Just watched the opening and got to the first room. This still looks and sounds gorgeous. There's no getting around the smudginess of the era's low resolution in the FMVs, but the in-game visuals, despite not being as crisp as they would be today, are beautiful and all tie together really well. It's got that extra 20% polish that the Broken Swords are missing; it's awesome to see Lucasarts coming out of the 640x480 gates running. It's a damn shame that everything moved to 3D before we could get anything else in this format from the studio (or even any later 2D adventures with higher resolution and number of colours, though even the 3D ones didn't get any further than this).
(One crap thing is the THX sound system riff right at the top, not very funny, just kind of slapped in there and immediately threatens the immersion. Thankfully the bad taste immediately gets blasted away by the opening FMV.)

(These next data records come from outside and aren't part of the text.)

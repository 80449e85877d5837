//! tablesync — Turn & Combat.
//!
//! Owns the authoritative in-memory initiative order, round counter and
//! scene for one session. Every transition either fully applies and returns
//! a snapshot for broadcast, or fails and leaves the state untouched.

pub mod domain;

Finished the Puerto Pollo chapter. Generally excellent, lots of fun and interesting puzzles, fun characters, and even some little breather sections like the snake/quicksand one-room puzzles, or the interactive musical number. The voice-acting is great, there are some characters who are seared into my brain still, like Blondebeard and Mr Fossey. "Welll, just get lost then." Tons of little details, too; it's incredible how much stuff they pack in here without it feeling overloaded. Just stuff like how when you go to Danjer Cove there are three circling shark fins there and from that point on they follow you around the island, so in every screen with a body of water they now show up. There is one very tough puzzle - the gold tooth one - and one utterly unfair one - get rid of the cabana boy by whipping him with a wet towel. Just no hints toward that last one at all. I think when I first played through I solved it by accident, when in desperation I tried to hand the cabana boy a wet towel to give him a distracting task to do.
Now I'm on the one crappy bit of the game - the insult swordfighting. The basic mechanic works fine - it's the excellent design lifted wholesale from the first game after all - but just because they put the rhyming aspect in there doesn't make it feel any more original, so it's a bit galling to be doing the exact same thing again as in the first game. It was cheeky enough starting with a 'get a map, ship and crew' section again, but at least that had all new puzzles. The worst thing is, though, that it's all wrapped up in this dreadful, clunky, ugly ship combat. It's all simple 3D models on a plain blue background, so it looks like a cheap Sid Meier knock-off, and it's really fiddly and dull even when you choose easy combat mode. Just a terrible decision and I have no idea why they put this whole section in here.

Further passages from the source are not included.